**What you will do**
Please take the lines from the one holding "only critical section" through the one holding "round trip fails" in the data below and copy them exactly.

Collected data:
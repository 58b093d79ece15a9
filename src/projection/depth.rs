//! Depth-limited pruning
//!
//! Children of the root sit at depth 0. A container at a depth that reaches
//! the limit is replaced by an empty container of the same kind; scalars
//! survive at any depth.

use serde_json::{Map, Value};

use crate::config::MAX_READ_DEPTH;

/// Clamps a requested depth to `0..=MAX_READ_DEPTH`.
pub fn clamp_depth(requested: i64) -> usize {
    requested.clamp(0, MAX_READ_DEPTH as i64) as usize
}

/// Prunes `value` below `max_depth` (clamped to `0..=8`).
pub fn limit_depth(value: &Value, max_depth: i64) -> Value {
    let max = clamp_depth(max_depth);
    match value {
        Value::Object(map) => Value::Object(map.iter().map(|(k, v)| (k.clone(), prune(v, 0, max))).collect()),
        Value::Array(items) => Value::Array(items.iter().map(|v| prune(v, 0, max)).collect()),
        scalar => scalar.clone(),
    }
}

fn prune(value: &Value, depth: usize, max: usize) -> Value {
    match value {
        Value::Object(_) if depth >= max => Value::Object(Map::new()),
        Value::Array(_) if depth >= max => Value::Array(Vec::new()),
        Value::Object(map) => Value::Object(
            map.iter()
                .map(|(k, v)| (k.clone(), prune(v, depth + 1, max)))
                .collect(),
        ),
        Value::Array(items) => Value::Array(items.iter().map(|v| prune(v, depth + 1, max)).collect()),
        scalar => scalar.clone(),
    }
}
//! aerocms CLI entry point
//!
//! Parses arguments and dispatches via `cli::run`, which writes the JSON
//! response to stdout. Exits non-zero on failure.

use aerocms::cli;

fn main() {
    if let Err(e) = cli::run() {
        eprintln!("{}", e);
        std::process::exit(1);
    }
}
//! Reference fields: asset, assets, relation
//!
//! Referenced ids must exist within the current space. List-valued fields
//! issue one batched lookup per field and fail as a whole when any id is
//! missing. A relation whose target collection cannot be resolved in the
//! space fails closed: every supplied value is rejected.

use serde_json::Value;

use super::rules;
use super::validator::{Checked, EntryValidator};
use super::errors::ValidationErrors;
use crate::providers::{CollaboratorResult, ReferenceTarget};
use crate::schema::RelationSpec;

impl<'c, 'a> EntryValidator<'c, 'a> {
    pub(super) fn check_asset(
        &self,
        value: &Value,
        path: &str,
        label: &str,
        allowed_kinds: &[String],
    ) -> CollaboratorResult<Checked<Option<Value>>> {
        let id = match rules::integer_id(value, label) {
            Ok(id) => id,
            Err(message) => return Ok(Checked::fail(path, message)),
        };

        let target = ReferenceTarget::Asset { kinds: allowed_kinds };
        self.check_single(value, id, path, label, target)
    }

    pub(super) fn check_assets(
        &self,
        value: &Value,
        path: &str,
        label: &str,
        allowed_kinds: &[String],
    ) -> CollaboratorResult<Checked<Option<Value>>> {
        let target = ReferenceTarget::Asset { kinds: allowed_kinds };
        self.check_many(value, path, label, target)
    }

    pub(super) fn check_relation(
        &self,
        value: &Value,
        path: &str,
        label: &str,
        relation: &RelationSpec,
    ) -> CollaboratorResult<Checked<Option<Value>>> {
        let resolved = self
            .ctx
            .existence()
            .resolve_collection(self.ctx.space(), &relation.collection)?;

        let Some(collection) = resolved else {
            return Ok(Checked::fail(
                path,
                format!(
                    "The {} field references unknown collection '{}'.",
                    label, relation.collection
                ),
            ));
        };

        let target = ReferenceTarget::Entry { collection };
        if relation.is_single() {
            let id = match rules::integer_id(value, label) {
                Ok(id) => id,
                Err(message) => return Ok(Checked::fail(path, message)),
            };
            self.check_single(value, id, path, label, target)
        } else {
            self.check_many(value, path, label, target)
        }
    }

    fn check_single(
        &self,
        value: &Value,
        id: i64,
        path: &str,
        label: &str,
        target: ReferenceTarget<'_>,
    ) -> CollaboratorResult<Checked<Option<Value>>> {
        if self.ctx.existence().exists(self.ctx.space(), target, id)? {
            Ok(Checked::valid(value.clone()))
        } else {
            Ok(Checked::fail(path, format!("The selected {} is invalid.", label)))
        }
    }

    fn check_many(
        &self,
        value: &Value,
        path: &str,
        label: &str,
        target: ReferenceTarget<'_>,
    ) -> CollaboratorResult<Checked<Option<Value>>> {
        let Some(items) = value.as_array() else {
            return Ok(Checked::fail(path, format!("The {} field must be an array.", label)));
        };

        let mut ids = Vec::with_capacity(items.len());
        let mut errors = ValidationErrors::new();
        for (i, item) in items.iter().enumerate() {
            match rules::reference_id(item) {
                Some(id) => ids.push(id),
                None => errors.add(
                    format!("{}.{}", path, i),
                    format!("The {}.{} field must be an integer.", label, i),
                ),
            }
        }

        if !errors.is_empty() {
            return Ok(Checked {
                value: None,
                errors,
            });
        }
        if ids.is_empty() {
            return Ok(Checked::valid(value.clone()));
        }

        let found = self.ctx.existence().existing(self.ctx.space(), target, &ids)?;
        if ids.iter().all(|id| found.contains(id)) {
            Ok(Checked::valid(value.clone()))
        } else {
            Ok(Checked::fail(path, format!("The selected {} is invalid.", label)))
        }
    }
}
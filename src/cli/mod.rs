//! CLI module for aerocms
//!
//! Provides command-line access to the engine:
//! - compile: Canonicalize a schema document
//! - validate: Run the write path on an entry payload
//! - read: Shape a stored entry for output

mod args;
mod commands;
mod errors;
mod io;

pub use args::{Cli, Command};
pub use commands::{compile, read, run, run_command, validate, ValidateArgs};
pub use errors::{CliError, CliErrorCode, CliResult};
pub use io::{read_json_file, read_request, write_error, write_response};
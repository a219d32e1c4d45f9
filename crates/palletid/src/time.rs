use crate::DatePart;
use chrono::Local;

/// A trait for sources of the current calendar date.
///
/// This abstraction allows you to plug in the real server clock or a mocked
/// date in tests. Store implementations must read the date *inside* their
/// atomic reservation step, so a request straddling midnight is dated by the
/// moment of reservation, not by request entry.
pub trait DateSource {
    /// Returns the current date as a [`DatePart`].
    fn today(&self) -> DatePart;
}

/// A [`DateSource`] backed by the server's local wall clock.
///
/// Daily sequences conceptually reset at local midnight, so the local date
/// (not UTC) is the scoping key.
#[derive(Debug, Default, Clone, Copy)]
pub struct WallClock;

impl DateSource for WallClock {
    fn today(&self) -> DatePart {
        DatePart::from_date(Local::now().date_naive())
    }
}
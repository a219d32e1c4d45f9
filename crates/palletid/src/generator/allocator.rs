use crate::{CounterStore, Error, PalletNumber, Result};

/// Default upper bound on pallets per request.
pub const DEFAULT_MAX_COUNT: usize = 500;

/// Reserves contiguous blocks of daily sequence numbers.
///
/// The allocator itself is stateless: every allocation is one
/// [`CounterStore::reserve`] round trip, which is the only critical section
/// in the whole request lifecycle. No duplicate can be issued even under
/// retries, because a failed round trip reserves either nothing or a range
/// that is simply never handed out (an accepted leak).
pub struct SequenceAllocator<C> {
    store: C,
    max_count: usize,
}

impl<C: CounterStore> SequenceAllocator<C> {
    /// Creates an allocator with the default per-request bound.
    pub fn new(store: C) -> Self {
        Self::with_max_count(store, DEFAULT_MAX_COUNT)
    }

    /// Creates an allocator with a custom per-request bound.
    pub fn with_max_count(store: C, max_count: usize) -> Self {
        Self { store, max_count }
    }

    /// The configured per-request bound.
    pub fn max_count(&self) -> usize {
        self.max_count
    }

    /// Atomically reserves `count` pallet numbers for the current date.
    ///
    /// The returned list is strictly increasing and contiguous, and the
    /// reservation is durable at the store before this returns.
    ///
    /// # Errors
    ///
    /// - [`Error::InvalidCount`] if `count` is zero or above the bound
    ///   (fatal, no store call is made)
    /// - [`Error::StoreUnavailable`] if the reserve round trip fails
    pub async fn allocate(&self, count: usize) -> Result<Vec<PalletNumber>> {
        let reserve: u32 = match count.try_into() {
            Ok(n) if count >= 1 && count <= self.max_count => n,
            _ => {
                return Err(Error::InvalidCount {
                    count,
                    max: self.max_count,
                });
            }
        };
        let reservation = self.store.reserve(reserve).await?;
        tracing::debug!(
            date = %reservation.date(),
            start = reservation.start(),
            count,
            "reserved pallet range"
        );
        Ok(reservation.pallet_numbers().collect())
    }
}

**The answer**
/// [`CounterStore::reserve`] round trip, which is the only critical section
/// in the whole request lifecycle. No duplicate can be issued even under
/// retries, because a failed round trip reserves either nothing or a range
/// that is simply never handed out (an accepted leak).
pub struct SequenceAllocator<C> {
    store: C,
    max_count: usize,
}

impl<C: CounterStore> SequenceAllocator<C> {
    /// Creates an allocator with the default per-request bound.
    pub fn new(store: C) -> Self {
        Self::with_max_count(store, DEFAULT_MAX_COUNT)
    }

    /// Creates an allocator with a custom per-request bound.
    pub fn with_max_count(store: C, max_count: usize) -> Self {
        Self { store, max_count }
    }

    /// The configured per-request bound.
    pub fn max_count(&self) -> usize {
        self.max_count
    }

    /// Atomically reserves `count` pallet numbers for the current date.
    ///
    /// The returned list is strictly increasing and contiguous, and the
    /// reservation is durable at the store before this returns.
    ///
    /// # Errors
    ///
    /// - [`Error::InvalidCount`] if `count` is zero or above the bound
    ///   (fatal, no store call is made)
    /// - [`Error::StoreUnavailable`] if the reserve round trip fails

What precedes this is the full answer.